(Exercise directions) Instruction for the entries that follow: retype exactly the lines from the line with "use std::fmt;" to the line with "if next != *self", both included, and omit all others.

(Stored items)
····················
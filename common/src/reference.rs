//! Inline expansion of quoted post references.

use crate::error::ForumError;

/// Marker appended to a reference whose target could not be fetched.
pub const ERROR_MARKER: &str = " (错误)";

/// State of one reference link.
#[derive(Clone, Debug, Default, PartialEq)]
pub enum RefState {
    #[default]
    Collapsed,
    Loading,
    /// Rendered fragment shown right after the link.
    Expanded(String),
    /// Terminal: the fetch failed and the link no longer reacts.
    Errored,
}

#[derive(Clone, Copy, Debug, PartialEq, Eq)]
pub enum RefAction {
    /// Fetch the raw fragment, then call [`RefState::settle`].
    Fetch,
    /// The inserted fragment was removed.
    Collapse,
    Ignore,
}

impl RefState {
    /// Handle a click and return what the caller must do.
    pub fn toggle(&mut self) -> RefAction {
        match self {
            RefState::Collapsed => {
                *self = RefState::Loading;
                RefAction::Fetch
            }
            RefState::Expanded(_) => {
                *self = RefState::Collapsed;
                RefAction::Collapse
            }
            RefState::Loading | RefState::Errored => RefAction::Ignore,
        }
    }

    /// Apply the outcome of the fetch started by [`RefAction::Fetch`].
    pub fn settle(&mut self, result: Result<String, ForumError>) {
        if *self != RefState::Loading {
            return;
        }
        *self = match result {
            Ok(html) => RefState::Expanded(html),
            Err(e) => {
                tracing::warn!("Reference fetch failed: {e}");
                RefState::Errored
            }
        };
    }

    pub fn fragment(&self) -> Option<&str> {
        match self {
            RefState::Expanded(html) => Some(html),
            _ => None,
        }
    }

    pub fn is_errored(&self) -> bool {
        matches!(self, RefState::Errored)
    }
}
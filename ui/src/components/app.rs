use dioxus::prelude::*;

use fofou_common::post::{PostId, TopicId};

use super::composer::Composer;
use super::post_view::PostView;
use super::services::ForumServices;
use super::settings_view::SettingsView;

#[derive(Clone, Debug, PartialEq, Routable)]
pub enum Route {
    #[layout(AppLayout)]
    #[route("/")]
    Board {},
    #[route("/t/:topic")]
    Topic { topic: TopicId },
    #[route("/p/:id")]
    Post { id: PostId },
    #[route("/settings")]
    Settings {},
}

#[component]
pub fn App() -> Element {
    use_context_provider(ForumServices::new);

    rsx! { Router::<Route> {} }
}

#[component]
fn AppLayout() -> Element {
    rsx! {
        div { class: "fofou-app",
            header { class: "app-header",
                nav {
                    Link { to: Route::Board {}, "首页" }
                    Link { to: Route::Settings {}, "设置" }
                }
            }
            main { Outlet::<Route> {} }
        }
    }
}

/// Route component: composer for a new topic.
#[component]
fn Board() -> Element {
    rsx! { Composer { topic: TopicId::NEW } }
}

/// Route component: reply composer for an existing topic.
#[component]
fn Topic(topic: TopicId) -> Element {
    rsx! { Composer { topic } }
}

/// Route component: a single post by long id.
#[component]
fn Post(id: PostId) -> Element {
    rsx! { PostView { id } }
}

#[component]
fn Settings() -> Element {
    rsx! { SettingsView {} }
}
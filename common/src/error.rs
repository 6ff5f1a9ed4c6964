use thiserror::Error;

/// Failures raised by the client outside the server's structured error codes.
///
/// `Clone` so a failed library load can be handed to every waiting caller.
#[derive(Clone, Debug, Error, PartialEq)]
pub enum ForumError {
    #[error("transport error: {0}")]
    Transport(String),
    #[error("malformed response: {0}")]
    MalformedResponse(String),
    #[error("storage error: {0}")]
    Storage(String),
    #[error("crypto error: {0}")]
    Crypto(String),
    #[error("script load failed: {0}")]
    Script(String),
}

impl From<serde_json::Error> for ForumError {
    fn from(e: serde_json::Error) -> Self {
        ForumError::MalformedResponse(e.to_string())
    }
}
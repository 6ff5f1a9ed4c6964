//! Client-generated idempotency token sent as the `uuid` form field.
//!
//! The server rejects a token it has already seen, so a fresh one is drawn
//! after every failed attempt.

use std::fmt;

use rand::Rng;

const TEMPLATE: &[u8; 32] = b"xxxxxxxxxxxx4xxxyxxxxxxxxxxxxxxx";
const HEX: &[u8; 16] = b"0123456789abcdef";

#[derive(Clone, Debug, PartialEq, Eq, Hash)]
pub struct IdempotencyToken(String);

impl IdempotencyToken {
    pub fn generate() -> Self {
        Self::generate_with(&mut rand::thread_rng())
    }

    pub fn generate_with<R: Rng + ?Sized>(rng: &mut R) -> Self {
        let token = TEMPLATE
            .iter()
            .map(|&c| {
                let r: u8 = rng.gen_range(0..16);
                match c {
                    b'x' => HEX[r as usize] as char,
                    b'y' => HEX[((r & 0x3) | 0x8) as usize] as char,
                    other => other as char,
                }
            })
            .collect();
        Self(token)
    }

    /// Draw a new token that differs from `self`.
    pub fn rotate(&self) -> Self {
        loop {
            let next = Self::generate();
            if next != *self {
                return next;
            }
        }
    }

    /// 32 lowercase hex digits, version nibble `4` at 12, variant `8..=b` at 16.
    pub fn is_well_formed(&self) -> bool {
        let bytes = self.0.as_bytes();
        bytes.len() == TEMPLATE.len()
            && bytes
                .iter()
                .all(|b| b.is_ascii_digit() || (b'a'..=b'f').contains(b))
            && bytes[12] == b'4'
            && matches!(bytes[16], b'8' | b'9' | b'a' | b'b')
    }

    pub fn as_str(&self) -> &str {
        &self.0
    }
}

impl fmt::Display for IdempotencyToken {
    fn fmt(&self, f: &mut fmt::Formatter<'_>) -> fmt::Result {
        f.write_str(&self.0)
    }
}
····················
(Result below)
use std::fmt;

use rand::Rng;

const TEMPLATE: &[u8; 32] = b"xxxxxxxxxxxx4xxxyxxxxxxxxxxxxxxx";
const HEX: &[u8; 16] = b"0123456789abcdef";

#[derive(Clone, Debug, PartialEq, Eq, Hash)]
pub struct IdempotencyToken(String);

impl IdempotencyToken {
    pub fn generate() -> Self {
        Self::generate_with(&mut rand::thread_rng())
    }

    pub fn generate_with<R: Rng + ?Sized>(rng: &mut R) -> Self {
        let token = TEMPLATE
            .iter()
            .map(|&c| {
                let r: u8 = rng.gen_range(0..16);
                match c {
                    b'x' => HEX[r as usize] as char,
                    b'y' => HEX[((r & 0x3) | 0x8) as usize] as char,
                    other => other as char,
                }
            })
            .collect();
        Self(token)
    }

    /// Draw a new token that differs from `self`.
    pub fn rotate(&self) -> Self {
        loop {
            let next = Self::generate();
            if next != *self {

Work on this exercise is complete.